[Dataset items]
..............................
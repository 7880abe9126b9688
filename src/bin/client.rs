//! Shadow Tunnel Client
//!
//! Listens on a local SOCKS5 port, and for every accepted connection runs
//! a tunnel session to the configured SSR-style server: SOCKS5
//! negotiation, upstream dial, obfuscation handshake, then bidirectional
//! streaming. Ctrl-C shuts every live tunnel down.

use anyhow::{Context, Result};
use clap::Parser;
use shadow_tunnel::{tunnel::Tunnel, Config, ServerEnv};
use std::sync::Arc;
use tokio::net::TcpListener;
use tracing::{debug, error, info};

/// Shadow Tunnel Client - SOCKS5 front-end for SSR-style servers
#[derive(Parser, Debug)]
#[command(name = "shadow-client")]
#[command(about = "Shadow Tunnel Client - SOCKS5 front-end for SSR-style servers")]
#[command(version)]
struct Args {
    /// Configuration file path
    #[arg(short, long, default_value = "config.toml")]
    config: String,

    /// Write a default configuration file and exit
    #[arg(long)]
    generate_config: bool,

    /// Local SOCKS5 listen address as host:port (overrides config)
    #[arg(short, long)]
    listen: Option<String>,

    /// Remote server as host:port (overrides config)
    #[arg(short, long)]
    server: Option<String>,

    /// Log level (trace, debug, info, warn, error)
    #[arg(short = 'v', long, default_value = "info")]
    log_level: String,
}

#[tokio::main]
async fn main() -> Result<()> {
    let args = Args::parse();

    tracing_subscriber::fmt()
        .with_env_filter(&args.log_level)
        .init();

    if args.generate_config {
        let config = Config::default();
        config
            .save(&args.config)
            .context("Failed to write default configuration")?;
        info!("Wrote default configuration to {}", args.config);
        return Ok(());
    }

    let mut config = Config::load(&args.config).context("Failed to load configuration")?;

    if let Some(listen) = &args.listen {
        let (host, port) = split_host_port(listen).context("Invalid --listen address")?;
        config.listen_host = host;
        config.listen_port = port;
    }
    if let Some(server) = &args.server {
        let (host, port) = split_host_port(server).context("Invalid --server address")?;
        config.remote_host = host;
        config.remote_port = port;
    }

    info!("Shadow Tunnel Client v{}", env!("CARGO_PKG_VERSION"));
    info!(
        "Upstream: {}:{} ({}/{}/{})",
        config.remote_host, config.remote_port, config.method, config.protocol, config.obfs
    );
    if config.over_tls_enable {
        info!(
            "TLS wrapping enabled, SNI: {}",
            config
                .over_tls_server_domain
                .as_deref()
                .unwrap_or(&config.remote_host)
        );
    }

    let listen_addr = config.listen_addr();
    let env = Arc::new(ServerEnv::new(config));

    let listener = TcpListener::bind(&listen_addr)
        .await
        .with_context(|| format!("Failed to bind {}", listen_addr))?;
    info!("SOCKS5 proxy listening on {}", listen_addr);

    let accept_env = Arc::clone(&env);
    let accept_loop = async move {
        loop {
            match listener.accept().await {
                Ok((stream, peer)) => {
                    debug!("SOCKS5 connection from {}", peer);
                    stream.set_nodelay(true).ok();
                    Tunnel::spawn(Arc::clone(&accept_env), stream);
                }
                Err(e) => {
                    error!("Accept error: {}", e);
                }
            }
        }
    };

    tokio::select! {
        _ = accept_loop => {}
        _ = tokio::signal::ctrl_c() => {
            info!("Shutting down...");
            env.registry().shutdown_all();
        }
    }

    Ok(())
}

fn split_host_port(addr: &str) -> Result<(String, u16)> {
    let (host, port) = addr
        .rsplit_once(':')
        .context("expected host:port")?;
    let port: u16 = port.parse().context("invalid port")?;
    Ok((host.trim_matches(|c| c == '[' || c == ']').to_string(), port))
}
..............................
### Problem requirements
The entries shown above must be restated word for word.

### Solution
repository 7880abe9126b9688
filename src/bin/client.rs
//! Shadow Tunnel Client
//!
//! Listens on a local SOCKS5 port, and for every accepted connection runs
//! a tunnel session to the configured SSR-style server: SOCKS5
//! negotiation, upstream dial, obfuscation handshake, then bidirectional
//! streaming. Ctrl-C shuts every live tunnel down.

use anyhow::{Context, Result};
use clap::Parser;
use shadow_tunnel::{tunnel::Tunnel, Config, ServerEnv};
use std::sync::Arc;
use tokio::net::TcpListener;
use tracing::{debug, error, info};

/// Shadow Tunnel Client - SOCKS5 front-end for SSR-style servers
#[derive(Parser, Debug)]
#[command(name = "shadow-client")]
#[command(about = "Shadow Tunnel Client - SOCKS5 front-end for SSR-style servers")]
#[command(version)]
struct Args {
    /// Configuration file path
    #[arg(short, long, default_value = "config.toml")]
    config: String,

    /// Write a default configuration file and exit
    #[arg(long)]
    generate_config: bool,

    /// Local SOCKS5 listen address as host:port (overrides config)
    #[arg(short, long)]
    listen: Option<String>,

    /// Remote server as host:port (overrides config)
    #[arg(short, long)]
    server: Option<String>,

    /// Log level (trace, debug, info, warn, error)
    #[arg(short = 'v', long, default_value = "info")]
    log_level: String,
}

#[tokio::main]
async fn main() -> Result<()> {
    let args = Args::parse();

    tracing_subscriber::fmt()
        .with_env_filter(&args.log_level)
        .init();

    if args.generate_config {
        let config = Config::default();
        config
            .save(&args.config)
            .context("Failed to write default configuration")?;
        info!("Wrote default configuration to {}", args.config);
        return Ok(());
    }

    let mut config = Config::load(&args.config).context("Failed to load configuration")?;

    if let Some(listen) = &args.listen {
        let (host, port) = split_host_port(listen).context("Invalid --listen address")?;
        config.listen_host = host;
        config.listen_port = port;
    }
    if let Some(server) = &args.server {
        let (host, port) = split_host_port(server).context("Invalid --server address")?;
        config.remote_host = host;
        config.remote_port = port;
    }

    info!("Shadow Tunnel Client v{}", env!("CARGO_PKG_VERSION"));
    info!(
        "Upstream: {}:{} ({}/{}/{})",
        config.remote_host, config.remote_port, config.method, config.protocol, config.obfs
    );
    if config.over_tls_enable {
        info!(
            "TLS wrapping enabled, SNI: {}",
            config
                .over_tls_server_domain
                .as_deref()
                .unwrap_or(&config.remote_host)
        );
    }

    let listen_addr = config.listen_addr();
    let env = Arc::new(ServerEnv::new(config));

    let listener = TcpListener::bind(&listen_addr)
        .await
        .with_context(|| format!("Failed to bind {}", listen_addr))?;
    info!("SOCKS5 proxy listening on {}", listen_addr);

    let accept_env = Arc::clone(&env);
    let accept_loop = async move {
        loop {
            match listener.accept().await {
                Ok((stream, peer)) => {
                    debug!("SOCKS5 connection from {}", peer);
                    stream.set_nodelay(true).ok();
                    Tunnel::spawn(Arc::clone(&accept_env), stream);
                }
                Err(e) => {
                    error!("Accept error: {}", e);
                }
            }
        }
    };

    tokio::select! {
        _ = accept_loop => {}
        _ = tokio::signal::ctrl_c() => {
            info!("Shutting down...");
            env.registry().shutdown_all();
        }
    }

    Ok(())
}

fn split_host_port(addr: &str) -> Result<(String, u16)> {
    let (host, port) = addr
        .rsplit_once(':')
        .context("expected host:port")?;
    let port: u16 = port.parse().context("invalid port")?;
    Ok((host.trim_matches(|c| c == '[' || c == ']').to_string(), port))
}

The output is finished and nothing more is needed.